What is expected
Select the lines below containing the word "Some".

Data items

»»

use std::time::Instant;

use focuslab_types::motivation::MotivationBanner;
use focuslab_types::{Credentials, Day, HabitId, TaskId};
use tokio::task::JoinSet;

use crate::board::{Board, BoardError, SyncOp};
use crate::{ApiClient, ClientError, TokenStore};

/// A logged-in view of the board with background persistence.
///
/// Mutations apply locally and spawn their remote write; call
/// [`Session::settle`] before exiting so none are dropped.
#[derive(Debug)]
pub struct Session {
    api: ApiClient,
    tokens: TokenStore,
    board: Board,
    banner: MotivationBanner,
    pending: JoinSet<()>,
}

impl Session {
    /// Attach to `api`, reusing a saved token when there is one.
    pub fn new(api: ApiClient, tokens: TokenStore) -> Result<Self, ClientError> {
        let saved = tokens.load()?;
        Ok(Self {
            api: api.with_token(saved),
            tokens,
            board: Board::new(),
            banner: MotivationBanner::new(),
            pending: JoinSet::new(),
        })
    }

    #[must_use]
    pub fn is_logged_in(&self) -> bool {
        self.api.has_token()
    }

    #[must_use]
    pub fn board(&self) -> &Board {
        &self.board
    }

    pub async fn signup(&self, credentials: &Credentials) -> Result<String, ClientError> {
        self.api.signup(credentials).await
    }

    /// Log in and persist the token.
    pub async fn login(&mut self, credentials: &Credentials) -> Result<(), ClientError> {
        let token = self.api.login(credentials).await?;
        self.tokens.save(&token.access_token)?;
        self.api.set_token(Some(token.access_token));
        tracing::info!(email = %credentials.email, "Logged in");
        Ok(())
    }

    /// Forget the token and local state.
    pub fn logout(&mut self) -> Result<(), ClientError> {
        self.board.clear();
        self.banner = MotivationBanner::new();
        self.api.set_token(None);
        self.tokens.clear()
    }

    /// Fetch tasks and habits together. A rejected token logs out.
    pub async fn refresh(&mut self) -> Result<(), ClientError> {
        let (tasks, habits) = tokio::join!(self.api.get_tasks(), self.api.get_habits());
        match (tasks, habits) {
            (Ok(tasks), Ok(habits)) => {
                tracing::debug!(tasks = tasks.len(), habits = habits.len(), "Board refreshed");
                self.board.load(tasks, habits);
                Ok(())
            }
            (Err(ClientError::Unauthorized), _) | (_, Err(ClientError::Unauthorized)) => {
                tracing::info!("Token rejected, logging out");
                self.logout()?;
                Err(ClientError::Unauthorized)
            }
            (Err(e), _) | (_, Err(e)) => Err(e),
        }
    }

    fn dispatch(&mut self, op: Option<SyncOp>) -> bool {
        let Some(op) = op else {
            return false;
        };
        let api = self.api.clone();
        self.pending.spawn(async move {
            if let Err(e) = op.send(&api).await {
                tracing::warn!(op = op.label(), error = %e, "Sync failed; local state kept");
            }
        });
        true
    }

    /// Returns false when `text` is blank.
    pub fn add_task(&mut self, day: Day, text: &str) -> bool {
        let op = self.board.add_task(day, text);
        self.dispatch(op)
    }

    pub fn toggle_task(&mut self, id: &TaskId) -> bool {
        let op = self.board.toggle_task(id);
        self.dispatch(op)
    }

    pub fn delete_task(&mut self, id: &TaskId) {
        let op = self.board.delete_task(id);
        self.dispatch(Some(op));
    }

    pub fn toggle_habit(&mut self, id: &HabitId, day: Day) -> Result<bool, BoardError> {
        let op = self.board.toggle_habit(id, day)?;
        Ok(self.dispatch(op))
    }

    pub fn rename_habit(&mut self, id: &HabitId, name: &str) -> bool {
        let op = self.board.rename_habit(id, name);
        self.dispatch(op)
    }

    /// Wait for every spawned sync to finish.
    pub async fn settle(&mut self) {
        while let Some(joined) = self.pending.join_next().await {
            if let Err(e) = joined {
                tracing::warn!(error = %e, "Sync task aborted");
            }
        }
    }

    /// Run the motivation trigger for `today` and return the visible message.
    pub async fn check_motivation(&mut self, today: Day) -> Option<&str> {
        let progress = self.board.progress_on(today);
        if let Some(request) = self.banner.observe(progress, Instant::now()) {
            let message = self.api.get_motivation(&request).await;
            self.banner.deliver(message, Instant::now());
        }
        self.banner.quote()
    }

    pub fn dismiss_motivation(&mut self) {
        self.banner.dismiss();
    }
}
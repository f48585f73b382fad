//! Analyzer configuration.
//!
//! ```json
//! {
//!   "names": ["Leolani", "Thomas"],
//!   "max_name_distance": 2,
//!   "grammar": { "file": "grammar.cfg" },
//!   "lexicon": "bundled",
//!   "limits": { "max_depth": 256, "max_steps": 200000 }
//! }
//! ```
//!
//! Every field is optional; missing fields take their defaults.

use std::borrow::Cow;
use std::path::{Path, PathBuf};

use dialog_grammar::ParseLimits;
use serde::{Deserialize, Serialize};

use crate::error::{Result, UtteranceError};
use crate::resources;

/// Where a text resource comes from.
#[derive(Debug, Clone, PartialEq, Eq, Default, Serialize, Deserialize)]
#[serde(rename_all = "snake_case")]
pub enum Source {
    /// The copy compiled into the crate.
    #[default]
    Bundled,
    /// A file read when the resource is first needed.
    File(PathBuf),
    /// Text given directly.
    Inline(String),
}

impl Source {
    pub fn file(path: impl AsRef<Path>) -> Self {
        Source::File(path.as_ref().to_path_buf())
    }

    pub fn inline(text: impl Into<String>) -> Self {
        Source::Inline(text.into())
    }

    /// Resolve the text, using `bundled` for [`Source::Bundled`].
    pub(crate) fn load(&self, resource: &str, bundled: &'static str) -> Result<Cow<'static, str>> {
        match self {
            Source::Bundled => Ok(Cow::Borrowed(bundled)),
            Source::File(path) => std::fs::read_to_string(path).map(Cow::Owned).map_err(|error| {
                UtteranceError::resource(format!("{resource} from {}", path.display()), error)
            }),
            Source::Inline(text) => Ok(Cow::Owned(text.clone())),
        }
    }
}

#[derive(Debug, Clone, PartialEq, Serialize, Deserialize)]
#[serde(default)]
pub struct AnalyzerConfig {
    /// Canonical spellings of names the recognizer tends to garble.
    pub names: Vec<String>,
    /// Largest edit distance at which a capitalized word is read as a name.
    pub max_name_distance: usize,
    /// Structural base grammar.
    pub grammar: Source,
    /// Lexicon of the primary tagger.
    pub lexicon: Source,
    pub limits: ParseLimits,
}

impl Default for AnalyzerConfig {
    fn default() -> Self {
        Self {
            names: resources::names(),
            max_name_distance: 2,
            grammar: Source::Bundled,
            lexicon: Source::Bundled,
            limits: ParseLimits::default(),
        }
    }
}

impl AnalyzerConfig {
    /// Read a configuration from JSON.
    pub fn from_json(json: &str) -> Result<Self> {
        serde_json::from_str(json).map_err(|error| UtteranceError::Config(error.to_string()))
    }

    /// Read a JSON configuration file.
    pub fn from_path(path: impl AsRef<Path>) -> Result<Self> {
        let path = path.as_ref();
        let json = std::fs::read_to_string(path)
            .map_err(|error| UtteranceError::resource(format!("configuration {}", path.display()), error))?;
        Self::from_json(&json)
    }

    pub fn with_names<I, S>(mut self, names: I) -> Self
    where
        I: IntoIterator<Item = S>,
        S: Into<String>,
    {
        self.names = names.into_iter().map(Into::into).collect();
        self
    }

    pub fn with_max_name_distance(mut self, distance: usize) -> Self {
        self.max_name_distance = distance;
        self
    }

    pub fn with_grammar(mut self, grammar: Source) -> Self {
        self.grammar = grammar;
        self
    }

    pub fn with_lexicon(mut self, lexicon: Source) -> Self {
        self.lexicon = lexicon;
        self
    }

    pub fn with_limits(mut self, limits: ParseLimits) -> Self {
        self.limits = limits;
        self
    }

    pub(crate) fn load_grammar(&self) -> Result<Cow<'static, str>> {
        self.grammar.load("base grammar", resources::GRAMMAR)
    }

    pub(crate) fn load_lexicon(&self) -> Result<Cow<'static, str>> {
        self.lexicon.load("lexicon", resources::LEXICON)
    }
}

««

Solution to the problem
        self.api.set_token(Some(token.access_token));
        let Some(op) = op else {
        self.dispatch(Some(op));
        while let Some(joined) = self.pending.join_next().await {
        if let Some(request) = self.banner.observe(progress, Instant::now()) {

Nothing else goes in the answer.